Retry & Fallback¶
AgentLang has first-class syntax for handling transient task failures. You can declare a retry budget and a fallback policy directly in the run statement — no try/except in Python, no wrapper logic.
Syntax¶
All clauses are optional. Defaults: retries 0, on_fail abort.
Retry budget¶
retries N means the task will be attempted up to N + 1 times total.
retries N |
Total attempts |
|---|---|
retries 0 (default) |
1 |
retries 1 |
2 |
retries 2 |
3 |
Failure policies¶
on_fail abort (default)¶
If the task exhausts its retry budget, a runtime error is raised and the pipeline stops:
on_fail use <expr>¶
If the task fails after all retries, the fallback expression is evaluated and bound to x instead:
let f = run flaky_fetch
with { key: topic, failures_before_success: fail_count }
by ops
retries 2
on_fail use { data: "fallback for " + topic };
Type must match
The fallback expression type must match the task's declared return type. This is enforced statically by the type checker.
Timeout and retries¶
When a task has both retries and timeout clauses, a timeout skips all remaining retries. The runtime raises HandlerTimeoutError and does not attempt the task again. This is because the timed-out handler thread is still running in the background — retrying would overlap invocations, risking duplicated or reordered side-effects.

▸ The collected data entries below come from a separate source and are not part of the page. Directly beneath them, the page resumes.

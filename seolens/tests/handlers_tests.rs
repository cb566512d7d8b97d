use seolens::commands::command_argument_builder;
use seolens::handlers::{ShellCommand, expand_path, parse_shell_command};
use std::path::PathBuf;
use url::Url;

// ============================================================================
// Shell command parsing
// ============================================================================

#[test]
fn test_parse_empty_and_whitespace() {
    assert_eq!(parse_shell_command(""), ShellCommand::Empty);
    assert_eq!(parse_shell_command("   \n"), ShellCommand::Empty);
}

#[test]
fn test_parse_help() {
    assert_eq!(parse_shell_command("help"), ShellCommand::Help);
    assert_eq!(parse_shell_command("?"), ShellCommand::Help);
}

#[test]
fn test_parse_quit_variants() {
    assert_eq!(parse_shell_command("quit"), ShellCommand::Quit);
    assert_eq!(parse_shell_command("exit"), ShellCommand::Quit);
    assert_eq!(parse_shell_command("EXIT"), ShellCommand::Quit);
}

#[test]
fn test_parse_new_and_reset() {
    assert_eq!(parse_shell_command("new"), ShellCommand::New);
    assert_eq!(parse_shell_command("reset"), ShellCommand::New);
}

#[test]
fn test_parse_export_without_path() {
    assert_eq!(parse_shell_command("export"), ShellCommand::Export(None));
}

#[test]
fn test_parse_export_with_path() {
    assert_eq!(
        parse_shell_command("export report.txt"),
        ShellCommand::Export(Some(PathBuf::from("report.txt")))
    );
}

#[test]
fn test_parse_export_expands_tilde() {
    let ShellCommand::Export(Some(path)) = parse_shell_command("export ~/audit.txt") else {
        panic!("expected an export command with a path");
    };
    assert!(!path.to_string_lossy().starts_with('~'));
    assert!(path.to_string_lossy().ends_with("audit.txt"));
}

#[test]
fn test_anything_else_is_an_audit_request() {
    assert_eq!(
        parse_shell_command("https://example.com"),
        ShellCommand::Audit("https://example.com".to_string())
    );
    assert_eq!(
        parse_shell_command("  not-a-url  "),
        ShellCommand::Audit("not-a-url".to_string())
    );
}

#[test]
fn test_expand_path_leaves_plain_paths_alone() {
    assert_eq!(expand_path("reports/audit.txt"), "reports/audit.txt");
}

// ============================================================================
// Argument parsing
// ============================================================================

#[test]
fn test_audit_requires_a_url() {
    let result = command_argument_builder()
        .try_get_matches_from(["seolens", "audit"]);
    assert!(result.is_err());
}

#[test]
fn test_audit_defaults() {
    let matches = command_argument_builder()
        .try_get_matches_from(["seolens", "audit", "-u", "https://example.com"])
        .unwrap();
    let (_, sub) = matches.subcommand().unwrap();

    assert_eq!(
        sub.get_one::<String>("url").unwrap(),
        "https://example.com"
    );
    assert_eq!(
        sub.get_one::<Url>("server").unwrap().as_str(),
        "http://127.0.0.1:8000/"
    );
    assert_eq!(*sub.get_one::<u64>("timeout").unwrap(), 30);
    assert!(!sub.get_flag("export"));
    assert!(!sub.get_flag("no-progress"));
}

#[test]
fn test_audit_export_conflicts_with_output() {
    let result = command_argument_builder().try_get_matches_from([
        "seolens",
        "audit",
        "-u",
        "https://example.com",
        "--export",
        "-o",
        "report.txt",
    ]);
    assert!(result.is_err());
}

#[test]
fn test_shell_accepts_server_override() {
    let matches = command_argument_builder()
        .try_get_matches_from(["seolens", "shell", "-s", "https://audit.internal/"])
        .unwrap();
    let (name, sub) = matches.subcommand().unwrap();

    assert_eq!(name, "shell");
    assert_eq!(
        sub.get_one::<Url>("server").unwrap().as_str(),
        "https://audit.internal/"
    );
}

The on_fail use fallback still applies after a timeout. If the task times out and a fallback expression is declared, the fallback value is used instead of raising an error.
Full example¶
From examples/reliability.agent:
pipeline resilient_brief(topic: String, fail_count: Number) -> String {
let f = run flaky_fetch
with { key: topic, failures_before_success: fail_count }
by ops
retries 2
on_fail use { data: "fallback for " + topic };
if f.data == "fallback for " + topic {
let d = run draft with { notes: "Fallback path: " + f.data } by ops;
return d.article;
} else {
let d = run draft with { notes: "Fresh path: " + f.data } by ops;
return d.article;
}
}
Run it — succeeds within retry budget:
python main.py examples/reliability.agent resilient_brief \
--input '{"topic":"api-status","fail_count":1}'
Run it — exhausts retries, uses fallback:
python main.py examples/reliability.agent resilient_brief \
--input '{"topic":"api-status","fail_count":5}'
Detecting fallback use¶
After on_fail use, the bound variable holds the fallback value. You can inspect it with == to detect which path was taken:
This is a common pattern — compute a sentinel fallback value and check for it downstream.